Parece que es necesario volver a las tablas de multiplicar, a las sumas, a las restas y a la lógica elemental, porque estamos sumergidos en un mar de confusiones. Muchas cosas están patas arriba y, en otros tantos asuntos, lo blanco parece negro y lo tonto inteligente. Me temo que el sentido común se ha evaporado. El exceso de información ha enredado las pautas básicas de comprensión y está ahogando la capacidad de juicio, en la que se asientan la sociedad y la República. La democracia ha sido la primera víctima que después de tanto tráfago político ha quedado vaciada de contenido. Pronto le llegará su hora a la cultura.
El Estado, que en los tiempos d e vigencia de los derechos era el instrumento al servicio de las personas, se ha transformado en fin en sí mismo, en destino de la gente, en objetivo de las vidas y en justificación de todas las renuncias y de todas las sumisiones. El mercado, que fue espacio para transar bienes y servicios, ahora es capilla y catedral. El poder y el dinero son las novísima divinidades que ha desplazado con sobrada ventaja a las otras. El acomodo ha enterrado los rigores que imponía la integridad.
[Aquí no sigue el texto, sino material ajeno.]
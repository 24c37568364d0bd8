//! Elasticsearch watcher endpoints.

use reqwest::Client;
use serde::Serialize;
use sidecar_config::Credentials;
use tracing::debug;

use crate::endpoints::url_encoding::encode_path_segment;
use crate::endpoints::{RetryPolicy, send_request_with_retry, with_common_headers};
use crate::error::{ClientError, Result};
use crate::metrics::MetricsCollector;
use crate::models::{PutWatchResponse, WatcherApi};

/// Create or replace a watch.
///
/// `PUT {base}/{api prefix}/{id}?active={active}`, with `active` sent as
/// given. HTTP 200 and 201 are both success. A success body that does not parse is tolerated and yields
/// an empty [`PutWatchResponse`].
#[allow(clippy::too_many_arguments)]
pub async fn put_watch<T: Serialize + ?Sized>(
    client: &Client,
    base_url: &str,
    credentials: Option<&Credentials>,
    api: WatcherApi,
    id: &str,
    active: &str,
    body: &T,
    retry: &RetryPolicy,
    metrics: Option<&MetricsCollector>,
) -> Result<PutWatchResponse> {
    let prefix = api.path_prefix();
    let url = format!("{}/{}/{}", base_url, prefix, encode_path_segment(id));

    let builder = with_common_headers(client.put(&url), credentials)
        .query(&[("active", active)])
        .json(body);
    let endpoint = format!("/{}/{{id}}", prefix);
    let response = send_request_with_retry(builder, retry, &endpoint, "PUT", true, metrics).await?;

    let status = response.status().as_u16();
    if status != 200 && status != 201 {
        let url = response.url().to_string();
        let body = response.text().await.unwrap_or_default();
        return Err(ClientError::ApiError {
            status,
            url,
            message: body,
        });
    }

    let text = response.text().await?;
    match serde_json::from_str::<PutWatchResponse>(&text) {
        Ok(parsed) => Ok(parsed),
        Err(e) => {
            debug!(id, error = %e, "Unparseable put-watch response body");
            Ok(PutWatchResponse::default())
        }
    }
}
Las justificaciones son, en muchos casos, la sustancia de conductas censurables, y el disimulo es el expediente que se emplea cuando la ofensa a los principios rompe la tranquilidad en que vegeta la mayoría de la parroquia.
La palabra es otra víctima del mundo patas arriba, y en lugar de ser signo de civilización, es dardo para herir y piedra para golpear. La palabra, salvo las notables excepciones que confirman la regla, ha quedado derogada por los gritos. En muchos foros, se impone al menos la sorna o el simple disparate, o quizá la chanza que reafirma la certeza de que andamos por la ruta del ascenso de la insignificancia.
Todo esto, sin embargo, parece normal, al punto que quien no comparte tan abrumador estilo de vivir, corre el riesgo de sufrir la capitis diminutio de la descalificación, cuando no cosas peores. Todo esto hace pensar que, a lo mejor, es verdad aquello de que vivimos en circunstancias en que va naciendo otra “cultura”, hecha con la sazón de la intolerancia y al fuego lento del desparpajo. Me temo que se ha inaugurado el tiempo de la desmesura.
Parece llegado el momento de sugerir que todos volvamos a la serenidad y que reivindiquemos ese principio que es el sustento de las sociedades civilizadas: la tolerancia, que volvamos a admitir que existen “los otros”, que hay diversidades culturales, pero también diversidad de pensamiento, que admitamos la idea de la democracia sin posibilidad real de elegir entre opciones, simplemente es una ficción; que en el mercado debe haber competidores y que en la política hay adversarios, por supuesto, pero jamás enemigos, porque finalmente todos somos hermanos, ya que a todos nos cobija bajo su abrazo la misma bandera.